To summarise, the main contributions of this paper are as follows:(i)A subset of the KronoDroid dataset enhanced by adding malware category labels.(ii)An effective supervised ML model (RF with Top50 MinMax ExtraTree classifier features) with 98.03% accuracy for malware detection and 87.56% accuracy for malware category classification (for 15 categories).(iii)A comparison with related work that shows the closest work to our RF model [38] has 4.63% lower accuracy for malware detection. For malware category classification, it only includes four categories compared to our 15 categories. Their model achieves 4.94% higher accuracy for static detection but 7.26% lower accuracy for dynamic detection. The comparison also shows that DL-based solutions like [44] have almost the same accuracy but our proposed solution has the following advantages:(1)It is effective for detecting antidynamic and evolving malware because the dataset includes hybrid features and malware samples from almost entire timeline of the Android platform (2008–2020).(2)It is effective for malware category classification because it uses a more comprehensive and reliable dataset with 15 categories.

In future, our enhanced dataset could be improved by adding more samples to ensure each malware category is balanced (currently, the malware categories have unequal number of samples as shown in Table 1). This should enhance the accuracy of the model for malware category classification. Also, additional steps could be taken to validate the malware category label. Around 30% of the malware samples were assigned different labels by different repositories (e.g., Trojan by one antimalware repository and Riskware by another other repository). We believe that the accuracy of malware category classification could be improved through this validation process.

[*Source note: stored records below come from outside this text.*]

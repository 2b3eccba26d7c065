//! Problem instances: distances and time windows.
//!
//! Node [`Instance::DEPOT`] is the depot. Distances double as travel times,
//! so a tour's timing and its cost are read from the same matrix.

use thiserror::Error;

use crate::{TimeWindow, Tour, TourError};

/// Square matrix of travel costs, indexed `[from][to]`.
pub type DistanceMatrix = Vec<Vec<i64>>;

/// A TSPTW instance.
///
/// # Examples
/// ```
/// use tsptw_core::{Instance, TimeWindow, Tour};
///
/// # fn main() -> Result<(), Box<dyn std::error::Error>> {
/// let wide = TimeWindow::new(0, 100)?;
/// let instance = Instance::new(
///     vec![vec![0, 1, 1], vec![1, 0, 1], vec![1, 1, 0]],
///     vec![wide; 3],
/// )?;
/// let tour = Tour::from_visits(&[1, 2], instance.node_count())?;
/// assert_eq!(instance.evaluate(&tour)?.cost, 3);
/// # Ok(())
/// # }
/// ```
#[derive(Debug, Clone, PartialEq, Eq)]
#[cfg_attr(feature = "serde", derive(serde::Serialize))]
pub struct Instance {
    distances: DistanceMatrix,
    time_windows: Vec<TimeWindow>,
}

/// Errors returned by [`Instance::new`] and [`Instance::permuted`].
#[derive(Debug, Clone, PartialEq, Eq, Error)]
pub enum InstanceError {
    /// No nodes were supplied.
    #[error("instance must contain at least the depot")]
    Empty,
    /// A distance row has the wrong length.
    #[error("distance row {row} has {found} entries, expected {expected}")]
    NotSquare {
        /// Zero-based row index.
        row: usize,
        /// Number of nodes.
        expected: usize,
        /// Entries found in the row.
        found: usize,
    },
    /// The number of time windows differs from the number of nodes.
    #[error("instance has {expected} nodes but {found} time windows")]
    WindowCount {
        /// Number of nodes.
        expected: usize,
        /// Number of windows supplied.
        found: usize,
    },
    /// A travel cost is negative.
    #[error("distance from {from} to {to} is negative ({value})")]
    NegativeDistance {
        /// Origin node.
        from: usize,
        /// Destination node.
        to: usize,
        /// Offending value.
        value: i64,
    },
    /// A reordering is not a permutation of the node indices.
    #[error("node order is not a permutation of 0..{node_count}")]
    InvalidPermutation {
        /// Number of nodes.
        node_count: usize,
    },
}

/// Cost and lateness of a tour.
///
/// Arrival at position 0 is time 0. Each subsequent arrival is the previous
/// arrival plus the travel cost, raised to the node's opening time when the
/// tour arrives early. Lateness is the amount by which an arrival exceeds the
/// node's closing time. The closing edge back to the depot adds cost but is
/// not time-checked.
#[derive(Debug, Clone, Copy, PartialEq, Eq)]
pub struct TourEvaluation {
    /// Sum of every edge, including the return to the depot.
    pub cost: i64,
    /// Summed lateness over all positions.
    pub violation: i64,
    /// First position whose arrival falls outside its window.
    pub first_violation: Option<usize>,
}

impl TourEvaluation {
    /// Whether every arrival respects its time window.
    #[must_use]
    pub const fn is_feasible(&self) -> bool {
        self.first_violation.is_none()
    }
}

/// An instance whose nodes were reordered, with the order used.
#[derive(Debug, Clone, PartialEq, Eq)]
pub struct Reordered {
    /// The reordered instance.
    pub instance: Instance,
    /// `order[i]` is the original index of reordered node `i`.
    pub order: Vec<usize>,
}

impl Reordered {
    /// Index of the original depot within the reordered instance.
    #[must_use]
    pub fn depot(&self) -> Option<usize> {
        self.order.iter().position(|&node| node == Instance::DEPOT)
    }

    /// Undo the reordering, reconstructing the original instance.
    pub fn restore(&self) -> Result<Instance, InstanceError> {
        let mut inverse = vec![0; self.order.len()];
        for (position, &node) in self.order.iter().enumerate() {
            let slot = inverse
                .get_mut(node)
                .ok_or(InstanceError::InvalidPermutation {
                    node_count: self.order.len(),
                })?;
            *slot = position;
        }
        self.instance.permuted(&inverse)
    }
}

impl Instance {
    /// Index of the depot.
    pub const DEPOT: usize = 0;

    /// Validates and constructs an [`Instance`].
    pub fn new(
        distances: DistanceMatrix,
        time_windows: Vec<TimeWindow>,
    ) -> Result<Self, InstanceError> {
        let node_count = distances.len();
        if node_count == 0 {
            return Err(InstanceError::Empty);
        }
        if time_windows.len() != node_count {
            return Err(InstanceError::WindowCount {
                expected: node_count,
                found: time_windows.len(),
            });
        }
        for (from, row) in distances.iter().enumerate() {
            if row.len() != node_count {
                return Err(InstanceError::NotSquare {
                    row: from,
                    expected: node_count,
                    found: row.len(),
                });
            }
            if let Some((to, &value)) = row.iter().enumerate().find(|(_, d)| **d < 0) {
                return Err(InstanceError::NegativeDistance { from, to, value });
            }
        }
        Ok(Self {
            distances,
            time_windows,
        })
    }

    /// Number of nodes, depot included.
    #[must_use]
    pub fn node_count(&self) -> usize {
        self.distances.len()
    }

    /// Travel cost from `from` to `to`.
    #[must_use]
    pub fn distance(&self, from: usize, to: usize) -> Option<i64> {
        self.distances.get(from)?.get(to).copied()
    }

    /// The full distance matrix.
    #[must_use]
    pub fn distances(&self) -> &[Vec<i64>] {
        &self.distances
    }

    /// Time window of `node`.
    #[must_use]
    pub fn time_window(&self, node: usize) -> Option<TimeWindow> {
        self.time_windows.get(node).copied()
    }

    /// Every time window, indexed by node.
    #[must_use]
    pub fn time_windows(&self) -> &[TimeWindow] {
        &self.time_windows
    }

    /// Latest closing time over all nodes.
    #[must_use]
    pub fn horizon(&self) -> i64 {
        self.time_windows
            .iter()
            .map(|window| window.latest())
            .max()
            .unwrap_or_default()
    }

    /// Largest single travel cost.
    #[must_use]
    pub fn max_distance(&self) -> i64 {
        self.distances
            .iter()
            .flatten()
            .copied()
            .max()
            .unwrap_or_default()
    }

    /// Build a new instance in which node `i` is original node `order[i]`.
    pub fn permuted(&self, order: &[usize]) -> Result<Self, InstanceError> {
        let node_count = self.node_count();
        let invalid = InstanceError::InvalidPermutation { node_count };
        if !is_permutation(order, node_count) {
            return Err(invalid);
        }
        let mut distances = Vec::with_capacity(node_count);
        let mut time_windows = Vec::with_capacity(node_count);
        for &from in order {
            let row = order
                .iter()
                .map(|&to| self.distance(from, to))
                .collect::<Option<Vec<_>>>()
                .ok_or_else(|| invalid.clone())?;
            distances.push(row);
            time_windows.push(self.time_window(from).ok_or_else(|| invalid.clone())?);
        }
        Self::new(distances, time_windows)
    }

    /// Reorder nodes by non-decreasing closing time.
    ///
    /// The sort is stable, so nodes sharing a deadline keep their relative
    /// order. The depot is not pinned: callers use [`Reordered::depot`] to
    /// find it again.
    #[must_use]
    pub fn sorted_by_deadline(&self) -> Reordered {
        let mut order: Vec<usize> = (0..self.node_count()).collect();
        order.sort_by_key(|&node| {
            self.time_window(node)
                .map_or(i64::MAX, TimeWindow::latest)
        });
        let instance = self.permuted(&order).unwrap_or_else(|_| self.clone());
        Reordered { instance, order }
    }

    /// Arrival time at each position of `tour`.
    ///
    /// The depot is left at time 0 and the tour waits at nodes it reaches
    /// before they open.
    pub fn arrivals(&self, tour: &Tour) -> Result<Vec<i64>, TourError> {
        let node_count = self.node_count();
        if tour.len() != node_count {
            return Err(TourError::WrongLength {
                expected: node_count,
                found: tour.len(),
            });
        }
        let mut arrivals = Vec::with_capacity(node_count);
        let mut time = 0_i64;
        let mut previous = None;
        for &node in tour.nodes() {
            let window = self
                .time_window(node)
                .ok_or(TourError::NodeOutOfRange { node, node_count })?;
            if let Some(from) = previous {
                let travel = self.lookup(from, node, node_count)?;
                time = time.saturating_add(travel).max(window.earliest());
            }
            arrivals.push(time);
            previous = Some(node);
        }
        Ok(arrivals)
    }

    /// Cost and lateness of `tour` on this instance.
    pub fn evaluate(&self, tour: &Tour) -> Result<TourEvaluation, TourError> {
        let node_count = self.node_count();
        let arrivals = self.arrivals(tour)?;

        let mut evaluation = TourEvaluation {
            cost: 0,
            violation: 0,
            first_violation: None,
        };
        for (position, (&node, &arrival)) in tour.nodes().iter().zip(&arrivals).enumerate() {
            let window = self
                .time_window(node)
                .ok_or(TourError::NodeOutOfRange { node, node_count })?;
            let lateness = if position > 0 || window.contains(arrival) {
                arrival.saturating_sub(window.latest()).max(0)
            } else {
                // The depot is left at time 0: waiting for a later opening is
                // not possible.
                window.earliest().max(0).max(window.latest().saturating_neg())
            };
            if lateness > 0 {
                evaluation.violation = evaluation.violation.saturating_add(lateness);
                evaluation.first_violation.get_or_insert(position);
            }
        }
        for (from, to) in tour.edges() {
            let travel = self.lookup(from, to, node_count)?;
            evaluation.cost = evaluation.cost.saturating_add(travel);
        }
        Ok(evaluation)
    }

    fn lookup(&self, from: usize, to: usize, node_count: usize) -> Result<i64, TourError> {
        self.distance(from, to).ok_or(TourError::NodeOutOfRange {
            node: from.max(to),
            node_count,
        })
    }
}

fn is_permutation(order: &[usize], node_count: usize) -> bool {
    if order.len() != node_count {
        return false;
    }
    let mut seen = vec![false; node_count];
    order.iter().all(|&node| match seen.get_mut(node) {
        Some(slot) if !*slot => {
            *slot = true;
            true
        }
        _ => false,
    })
}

Although our detection model does its best to minimize retraining requirement and computational cost (by using samples from the longest possible time span and including hybrid features for the detection of evolving and emerging malware), its effectiveness, to some extent, still depends on the stability of patterns in future. Therefore, the timeframe for retraining and the stability of the model with respect to evolving patterns should also be investigated.

Data Availability

The malware dataset (KronoDroid) used in this research work is from previously reported research work, which have been cited. The modified and improved version of data is publicly available at Github semw/kronodroid_improved_hybrid_detection_v2 in the form of csv files.

Disclosure

The authors conducted this research while affiliated with the School of Electrical Engineering and Computer Science (SEECS) at the National University of Sciences and Technology (NUST). This work was completed as part of Master’s (MS) thesis at National University of Sciences and Technology (NUST) and is not part of any funded research project.

Conflicts of Interest

The authors declare that they have no conflicts of interest.